**PROBLEM TO WORK ON:**
Lines in the listing below that include the word "const" need to be copied.

**RECORDS SUPPLIED:**
────────────────

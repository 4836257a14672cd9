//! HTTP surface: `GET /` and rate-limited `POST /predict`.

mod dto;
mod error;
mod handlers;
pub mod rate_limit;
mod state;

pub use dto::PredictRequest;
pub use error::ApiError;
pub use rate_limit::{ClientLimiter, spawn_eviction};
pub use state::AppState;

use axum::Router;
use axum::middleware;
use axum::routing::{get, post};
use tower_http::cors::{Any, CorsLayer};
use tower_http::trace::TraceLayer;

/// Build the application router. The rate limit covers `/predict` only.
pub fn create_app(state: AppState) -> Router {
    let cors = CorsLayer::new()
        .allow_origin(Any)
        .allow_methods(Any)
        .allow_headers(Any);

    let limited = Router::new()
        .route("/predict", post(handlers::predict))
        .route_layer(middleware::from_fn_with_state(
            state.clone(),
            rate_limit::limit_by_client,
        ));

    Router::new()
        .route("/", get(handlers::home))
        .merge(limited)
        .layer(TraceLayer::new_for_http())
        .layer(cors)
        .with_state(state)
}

────────────────

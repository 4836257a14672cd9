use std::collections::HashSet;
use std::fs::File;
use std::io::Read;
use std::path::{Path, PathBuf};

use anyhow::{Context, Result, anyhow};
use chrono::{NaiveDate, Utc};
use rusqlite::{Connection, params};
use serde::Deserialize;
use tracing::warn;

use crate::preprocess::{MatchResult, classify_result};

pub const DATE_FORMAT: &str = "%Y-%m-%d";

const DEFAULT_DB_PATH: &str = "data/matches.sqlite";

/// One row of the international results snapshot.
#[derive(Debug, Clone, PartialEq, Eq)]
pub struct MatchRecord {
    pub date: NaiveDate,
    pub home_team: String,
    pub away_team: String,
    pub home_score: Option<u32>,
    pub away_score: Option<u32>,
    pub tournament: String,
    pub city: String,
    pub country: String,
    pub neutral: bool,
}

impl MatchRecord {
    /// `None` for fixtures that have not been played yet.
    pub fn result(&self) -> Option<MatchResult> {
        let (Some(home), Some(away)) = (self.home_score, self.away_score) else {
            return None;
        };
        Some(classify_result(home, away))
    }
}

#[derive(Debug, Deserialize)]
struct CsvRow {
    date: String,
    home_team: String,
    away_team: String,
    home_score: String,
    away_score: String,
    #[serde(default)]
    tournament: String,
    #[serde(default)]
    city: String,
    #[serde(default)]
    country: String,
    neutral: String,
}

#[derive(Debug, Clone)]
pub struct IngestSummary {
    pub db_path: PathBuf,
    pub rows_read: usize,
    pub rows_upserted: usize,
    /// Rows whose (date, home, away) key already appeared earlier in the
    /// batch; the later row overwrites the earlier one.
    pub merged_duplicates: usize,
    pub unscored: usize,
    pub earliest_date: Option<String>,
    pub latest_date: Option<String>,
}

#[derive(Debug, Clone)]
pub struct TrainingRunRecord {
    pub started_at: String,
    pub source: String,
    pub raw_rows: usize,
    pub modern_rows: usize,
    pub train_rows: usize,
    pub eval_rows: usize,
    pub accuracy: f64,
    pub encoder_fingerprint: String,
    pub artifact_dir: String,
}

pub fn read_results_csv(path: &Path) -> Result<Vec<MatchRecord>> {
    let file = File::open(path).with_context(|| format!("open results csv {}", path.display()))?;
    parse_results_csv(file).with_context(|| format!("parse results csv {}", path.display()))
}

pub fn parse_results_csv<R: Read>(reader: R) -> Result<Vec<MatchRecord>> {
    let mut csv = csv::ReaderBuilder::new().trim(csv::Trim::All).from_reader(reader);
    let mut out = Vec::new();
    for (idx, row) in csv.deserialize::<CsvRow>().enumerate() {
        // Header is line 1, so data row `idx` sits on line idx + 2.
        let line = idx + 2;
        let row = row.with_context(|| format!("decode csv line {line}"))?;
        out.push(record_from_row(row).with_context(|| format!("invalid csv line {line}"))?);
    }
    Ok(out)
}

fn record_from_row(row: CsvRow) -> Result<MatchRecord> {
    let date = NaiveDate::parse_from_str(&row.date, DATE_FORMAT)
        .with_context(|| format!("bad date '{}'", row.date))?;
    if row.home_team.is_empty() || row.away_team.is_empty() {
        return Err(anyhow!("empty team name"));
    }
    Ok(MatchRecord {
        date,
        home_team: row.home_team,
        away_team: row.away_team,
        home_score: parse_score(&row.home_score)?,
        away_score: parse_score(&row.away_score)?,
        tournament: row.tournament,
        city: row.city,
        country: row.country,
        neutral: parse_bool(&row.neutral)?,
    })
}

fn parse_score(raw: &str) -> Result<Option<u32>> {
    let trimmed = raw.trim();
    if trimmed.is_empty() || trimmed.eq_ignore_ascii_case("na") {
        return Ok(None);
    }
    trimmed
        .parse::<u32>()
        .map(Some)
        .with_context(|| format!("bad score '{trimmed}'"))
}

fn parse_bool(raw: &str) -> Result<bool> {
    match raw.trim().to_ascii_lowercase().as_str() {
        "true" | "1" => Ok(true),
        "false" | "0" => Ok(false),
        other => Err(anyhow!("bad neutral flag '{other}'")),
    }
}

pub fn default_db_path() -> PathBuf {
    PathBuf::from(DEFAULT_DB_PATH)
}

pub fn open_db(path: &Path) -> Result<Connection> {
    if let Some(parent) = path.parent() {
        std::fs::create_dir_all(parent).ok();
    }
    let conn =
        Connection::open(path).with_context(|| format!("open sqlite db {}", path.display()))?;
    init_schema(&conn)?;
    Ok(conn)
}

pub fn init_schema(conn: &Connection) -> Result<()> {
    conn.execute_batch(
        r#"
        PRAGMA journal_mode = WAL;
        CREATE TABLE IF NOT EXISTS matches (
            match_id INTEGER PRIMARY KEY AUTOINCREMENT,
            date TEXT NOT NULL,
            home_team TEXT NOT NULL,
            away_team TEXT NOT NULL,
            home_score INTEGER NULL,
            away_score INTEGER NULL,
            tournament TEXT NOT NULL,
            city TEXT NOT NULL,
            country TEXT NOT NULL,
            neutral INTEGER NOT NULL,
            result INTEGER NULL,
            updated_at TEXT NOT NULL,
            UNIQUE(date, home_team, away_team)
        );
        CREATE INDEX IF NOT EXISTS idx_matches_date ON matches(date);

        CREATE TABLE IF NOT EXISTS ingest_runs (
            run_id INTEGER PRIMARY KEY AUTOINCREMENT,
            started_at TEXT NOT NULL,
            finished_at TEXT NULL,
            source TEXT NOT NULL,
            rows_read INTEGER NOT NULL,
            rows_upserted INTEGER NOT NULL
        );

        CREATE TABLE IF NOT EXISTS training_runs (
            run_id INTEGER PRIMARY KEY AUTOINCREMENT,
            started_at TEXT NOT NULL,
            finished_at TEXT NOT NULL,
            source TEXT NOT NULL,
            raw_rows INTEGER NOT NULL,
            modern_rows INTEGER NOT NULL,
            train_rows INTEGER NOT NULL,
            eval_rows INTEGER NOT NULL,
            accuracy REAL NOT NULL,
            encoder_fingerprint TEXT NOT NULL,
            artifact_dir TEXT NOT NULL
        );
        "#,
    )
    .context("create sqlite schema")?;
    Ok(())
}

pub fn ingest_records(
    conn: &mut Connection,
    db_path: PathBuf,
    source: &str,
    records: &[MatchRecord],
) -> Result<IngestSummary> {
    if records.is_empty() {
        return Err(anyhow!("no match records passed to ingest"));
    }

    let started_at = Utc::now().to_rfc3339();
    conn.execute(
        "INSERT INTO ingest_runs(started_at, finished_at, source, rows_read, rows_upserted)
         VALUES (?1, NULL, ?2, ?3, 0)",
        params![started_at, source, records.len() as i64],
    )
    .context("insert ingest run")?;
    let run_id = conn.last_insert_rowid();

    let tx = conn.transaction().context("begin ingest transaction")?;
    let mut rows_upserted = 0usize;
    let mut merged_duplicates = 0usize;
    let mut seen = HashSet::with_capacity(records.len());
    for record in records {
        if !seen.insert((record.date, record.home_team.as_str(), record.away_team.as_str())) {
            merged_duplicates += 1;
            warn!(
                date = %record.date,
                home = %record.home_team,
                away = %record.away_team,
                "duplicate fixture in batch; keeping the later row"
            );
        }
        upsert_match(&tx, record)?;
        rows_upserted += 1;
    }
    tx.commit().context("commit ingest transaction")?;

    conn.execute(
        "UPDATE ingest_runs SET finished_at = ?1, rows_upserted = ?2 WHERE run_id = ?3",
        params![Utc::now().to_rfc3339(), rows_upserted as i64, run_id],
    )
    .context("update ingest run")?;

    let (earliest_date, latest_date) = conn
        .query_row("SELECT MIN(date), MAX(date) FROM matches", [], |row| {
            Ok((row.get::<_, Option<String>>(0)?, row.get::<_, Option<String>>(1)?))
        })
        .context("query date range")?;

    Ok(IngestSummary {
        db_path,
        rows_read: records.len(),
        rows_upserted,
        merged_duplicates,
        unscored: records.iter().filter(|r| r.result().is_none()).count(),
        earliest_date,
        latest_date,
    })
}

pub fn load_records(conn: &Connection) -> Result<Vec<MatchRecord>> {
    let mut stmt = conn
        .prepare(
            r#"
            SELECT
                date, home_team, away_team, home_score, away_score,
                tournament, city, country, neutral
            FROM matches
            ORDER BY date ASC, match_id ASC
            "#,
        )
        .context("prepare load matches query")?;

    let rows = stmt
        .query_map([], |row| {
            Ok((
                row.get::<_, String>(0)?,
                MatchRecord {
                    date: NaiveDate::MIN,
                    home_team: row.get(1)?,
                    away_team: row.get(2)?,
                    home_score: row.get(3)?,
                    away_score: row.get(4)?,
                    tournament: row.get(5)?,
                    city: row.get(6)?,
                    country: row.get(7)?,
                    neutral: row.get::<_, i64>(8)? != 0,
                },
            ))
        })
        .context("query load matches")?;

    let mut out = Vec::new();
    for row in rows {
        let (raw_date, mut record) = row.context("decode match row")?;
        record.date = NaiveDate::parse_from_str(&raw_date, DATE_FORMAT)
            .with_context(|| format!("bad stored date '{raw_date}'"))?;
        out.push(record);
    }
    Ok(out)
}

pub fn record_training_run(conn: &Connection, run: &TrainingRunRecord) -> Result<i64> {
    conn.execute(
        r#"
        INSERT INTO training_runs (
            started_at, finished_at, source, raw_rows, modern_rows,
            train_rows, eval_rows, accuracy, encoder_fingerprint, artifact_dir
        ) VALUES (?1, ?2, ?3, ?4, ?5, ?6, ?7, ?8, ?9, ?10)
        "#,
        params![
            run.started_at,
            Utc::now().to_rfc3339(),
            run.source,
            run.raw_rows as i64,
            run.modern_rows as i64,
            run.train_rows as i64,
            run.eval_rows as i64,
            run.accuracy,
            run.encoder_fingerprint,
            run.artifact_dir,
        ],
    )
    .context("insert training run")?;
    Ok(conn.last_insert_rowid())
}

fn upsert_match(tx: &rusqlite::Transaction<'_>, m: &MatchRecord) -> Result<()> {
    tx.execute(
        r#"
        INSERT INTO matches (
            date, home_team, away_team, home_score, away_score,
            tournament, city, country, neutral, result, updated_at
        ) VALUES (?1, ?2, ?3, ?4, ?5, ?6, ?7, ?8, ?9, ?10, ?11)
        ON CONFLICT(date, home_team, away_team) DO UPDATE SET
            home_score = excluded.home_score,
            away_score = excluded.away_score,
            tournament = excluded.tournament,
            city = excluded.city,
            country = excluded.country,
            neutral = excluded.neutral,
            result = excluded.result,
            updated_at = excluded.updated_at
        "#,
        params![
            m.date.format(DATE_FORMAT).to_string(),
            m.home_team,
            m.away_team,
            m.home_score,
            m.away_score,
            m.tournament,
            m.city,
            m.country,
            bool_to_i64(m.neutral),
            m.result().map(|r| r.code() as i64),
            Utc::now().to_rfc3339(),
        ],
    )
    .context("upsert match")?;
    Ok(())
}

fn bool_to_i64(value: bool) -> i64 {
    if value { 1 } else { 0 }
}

────────────────

**ANSWER FOR THIS EXERCISE:**
pub const DATE_FORMAT: &str = "%Y-%m-%d";
const DEFAULT_DB_PATH: &str = "data/matches.sqlite";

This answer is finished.